Une inflation modérée et le dynamisme du secteur des services, notamment du tourisme, soutiennent également ce taux de croissance.

Quels sont les principaux défis structurels auxquels l'Espagne est confrontée ?

L'Espagne est confrontée à une faible productivité, à une dette publique élevée et à des défis sur le marché du travail, tels que l'emploi des jeunes et la qualité du travail.

En outre, on constate une dépendance à l'égard de secteurs à faible valeur ajoutée et une insuffisance des investissements privés qui limitent la croissance durable.

Comment la croissance et la situation économique de l'Espagne se comparent-elles à celles des autres pays européens ?

La croissance projetée pour l'Espagne est supérieure à la moyenne européenne, avec un taux de chômage plus élevé mais s'améliorant progressivement.

En ce qui concerne l'inflation et la dette, l'Espagne fait preuve d'une stabilité croissante mais doit consolider les réformes pour maintenir sa compétitivité.

Inflation, pouvoir d'achat et risques : le coût de la croissance

L'inflation en Espagne augmente principalement en raison de l'augmentation du coût de l'électricité, des transports et des produits de base, affectant le pouvoir d'achat.

L'augmentation des salaires est insuffisante face à l'inflation, érodant la capacité d'achat réelle des ménages et augmentant l'inquiétude sociale.
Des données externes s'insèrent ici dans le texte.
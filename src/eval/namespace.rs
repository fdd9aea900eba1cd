//! Function namespaces available to rendered code
//!
//! Scalar expressions are rendered for, and evaluated in, the `math`
//! namespace; expressions over arrays use the `np` namespace, whose
//! functions apply elementwise. A few unqualified builtins (`abs`, `max`,
//! `min`, `pow`) are available in both.

use crate::eval::{EvalError, EvalValue};

/// Which namespace evaluates a rendered expression
#[derive(Debug, Clone, Copy, PartialEq, Eq)]
pub enum FunctionNamespace {
    Math,
    NumPy,
}

/// One-argument functions shared by both namespaces
fn unary_function(name: &str) -> Option<fn(f64) -> f64> {
    let f: fn(f64) -> f64 = match name {
        "sin" => f64::sin,
        "cos" => f64::cos,
        "tan" => f64::tan,
        "asin" => f64::asin,
        "acos" => f64::acos,
        "atan" => f64::atan,
        "sinh" => f64::sinh,
        "cosh" => f64::cosh,
        "tanh" => f64::tanh,
        "asinh" => f64::asinh,
        "acosh" => f64::acosh,
        "atanh" => f64::atanh,
        "exp" => f64::exp,
        "log" => f64::ln,
        "log10" => f64::log10,
        "sqrt" => f64::sqrt,
        "floor" => f64::floor,
        "ceil" => f64::ceil,
        "erf" => libm::erf,
        "erfc" => libm::erfc,
        _ => return None,
    };
    Some(f)
}

/// Two-argument functions shared by both namespaces
fn binary_function(name: &str) -> Option<fn(f64, f64) -> f64> {
    let f: fn(f64, f64) -> f64 = match name {
        "atan2" => f64::atan2,
        "pow" => f64::powf,
        "fmod" => |x, y| x % y,
        "copysign" => f64::copysign,
        _ => return None,
    };
    Some(f)
}

/// Sign with `sign(0) == 0`
fn sign(x: f64) -> f64 {
    if x == 0.0 || x.is_nan() {
        x
    } else {
        x.signum()
    }
}

fn expect_args<'v>(
    function: &str,
    args: &'v [EvalValue],
    expected: usize,
) -> Result<&'v [EvalValue], EvalError> {
    if args.len() == expected {
        Ok(args)
    } else {
        Err(EvalError::Arity {
            function: function.to_string(),
            expected,
            got: args.len(),
        })
    }
}

impl FunctionNamespace {
    /// `NumPy` as soon as any value is an array
    pub fn for_values<'a>(values: impl IntoIterator<Item = &'a EvalValue>) -> Self {
        if values.into_iter().any(EvalValue::is_array) {
            FunctionNamespace::NumPy
        } else {
            FunctionNamespace::Math
        }
    }

    /// Printer dialect whose output this namespace evaluates
    pub fn dialect(&self) -> &'static str {
        match self {
            FunctionNamespace::Math => "math",
            FunctionNamespace::NumPy => "np",
        }
    }

    /// Name without the namespace qualifier, if it carries one
    fn unqualified<'n>(&self, name: &'n str) -> Option<&'n str> {
        match self {
            FunctionNamespace::Math => name.strip_prefix("math."),
            FunctionNamespace::NumPy => name
                .strip_prefix("np.")
                .or_else(|| name.strip_prefix("numpy.")),
        }
    }

    /// Value of a qualified constant such as `math.pi`
    pub fn constant(&self, name: &str) -> Option<f64> {
        match self.unqualified(name)? {
            "pi" => Some(std::f64::consts::PI),
            "e" => Some(std::f64::consts::E),
            "inf" => Some(f64::INFINITY),
            "nan" => Some(f64::NAN),
            _ => None,
        }
    }

    /// Call the function `name` as written in rendered code.
    ///
    /// # Errors
    ///
    /// * [`EvalError::UndefinedFunction`] for names the namespace lacks
    /// * [`EvalError::Arity`] for a wrong number of arguments
    /// * [`EvalError::InvalidArgument`] for `math` functions given arrays or
    ///   arguments outside their domain
    pub fn call(&self, name: &str, args: &[EvalValue]) -> Result<EvalValue, EvalError> {
        match self.unqualified(name) {
            Some(function) => self.call_qualified(name, function, args),
            None => call_builtin(name, args),
        }
    }

    fn call_qualified(
        &self,
        name: &str,
        function: &str,
        args: &[EvalValue],
    ) -> Result<EvalValue, EvalError> {
        if let Some(f) = unary_function(function) {
            let args = expect_args(name, args, 1)?;
            return self.checked(name, args, args[0].map(f));
        }
        if let Some(f) = binary_function(function) {
            let args = expect_args(name, args, 2)?;
            let result = args[0].zip_with(&args[1], f)?;
            return self.checked(name, args, result);
        }
        match (self, function) {
            (FunctionNamespace::Math, "fabs") | (FunctionNamespace::NumPy, "abs") => {
                let args = expect_args(name, args, 1)?;
                self.checked(name, args, args[0].map(f64::abs))
            }
            (FunctionNamespace::NumPy, "sign") => {
                let args = expect_args(name, args, 1)?;
                Ok(args[0].map(sign))
            }
            (FunctionNamespace::NumPy, "all") => {
                let args = expect_args(name, args, 1)?;
                Ok(EvalValue::Bool(args[0].all()))
            }
            _ => Err(EvalError::UndefinedFunction {
                name: name.to_string(),
            }),
        }
    }

    /// `math` functions take scalars only and reject results outside the
    /// real domain; `np` functions propagate `nan` and `inf`.
    fn checked(
        &self,
        name: &str,
        args: &[EvalValue],
        result: EvalValue,
    ) -> Result<EvalValue, EvalError> {
        if *self == FunctionNamespace::NumPy {
            return Ok(result);
        }
        if let Some(array) = args.iter().find(|a| a.is_array()) {
            return Err(EvalError::InvalidArgument {
                function: name.to_string(),
                message: format!("must be real number, not {}", array.type_name()),
            });
        }
        let inputs_nan = args.iter().any(EvalValue::has_nan);
        let inputs_finite = args.iter().all(EvalValue::is_finite);
        if result.has_nan() && !inputs_nan {
            return Err(EvalError::InvalidArgument {
                function: name.to_string(),
                message: "math domain error".to_string(),
            });
        }
        if !result.is_finite() && inputs_finite && !result.has_nan() {
            return Err(EvalError::InvalidArgument {
                function: name.to_string(),
                message: "math range error".to_string(),
            });
        }
        Ok(result)
    }
}

/// Unqualified builtins
fn call_builtin(name: &str, args: &[EvalValue]) -> Result<EvalValue, EvalError> {
    match name {
        "abs" => {
            let args = expect_args(name, args, 1)?;
            Ok(args[0].map(f64::abs))
        }
        "pow" => {
            let args = expect_args(name, args, 2)?;
            args[0].zip_with(&args[1], f64::powf)
        }
        "max" | "min" => {
            if args.is_empty() {
                return Err(EvalError::Arity {
                    function: name.to_string(),
                    expected: 1,
                    got: 0,
                });
            }
            let mut best: Option<f64> = None;
            for arg in args {
                if arg.is_array() {
                    return Err(EvalError::AmbiguousTruth);
                }
                let value = arg.as_f64().unwrap_or(f64::NAN);
                best = Some(match best {
                    None => value,
                    Some(current) if name == "max" && value > current => value,
                    Some(current) if name == "min" && value < current => value,
                    Some(current) => current,
                });
            }
            Ok(EvalValue::Scalar(best.unwrap_or(f64::NAN)))
        }
        _ => Err(EvalError::UndefinedFunction {
            name: name.to_string(),
        }),
    }
}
Des facteurs tels que la demande intérieure et les coûts de l'énergie entretiennent des tensions sur les prix, ce qui complique la reprise des salaires réels.

Les marges des entreprises restent élevées parce que les entreprises conservent un pouvoir de marché important qui leur permet d'absorber ou de transférer des coûts sans réduire la rentabilité.

La productivité par travailleur a augmenté plus que les salaires, augmentant les bénéfices des entreprises jusqu’à atteindre des niveaux records en 2025.

Les grands secteurs, notamment financiers, concentrent des marges élevées, reflétant leur force à soutenir les bénéfices malgré l'augmentation des coûts.

La politique monétaire en Espagne, influencée par la BCE, vise à maintenir l'inflation proche de 2 % avec des taux d'intérêt stables ou légèrement inférieurs pour éviter la volatilité.

En politique budgétaire, la relance est progressivement inversée en réduisant les mesures expansionnistes, en modérant les dépenses publiques pour maîtriser l'inflation sans nuire à la croissance.

Cet équilibre est essentiel pour maintenir la compétitivité et éviter des pressions inflationnistes excessives dans un contexte international incertain.

La croissance économique espagnole est confrontée à des risques mondiaux tels que des tensions commerciales, une incertitude politique et une volatilité financière qui peuvent ralentir l'expansion.

Les pressions inflationnistes, les conflits géopolitiques, les événements climatiques extrêmes et la nécessaire transition énergétique ajoutent de l'incertitude aux perspectives économiques.

Les défis internes tels que la productivité et les coûts de main-d'œuvre amplifient également ces risques, rendant nécessaire une politique économique prudente et des réformes structurelles.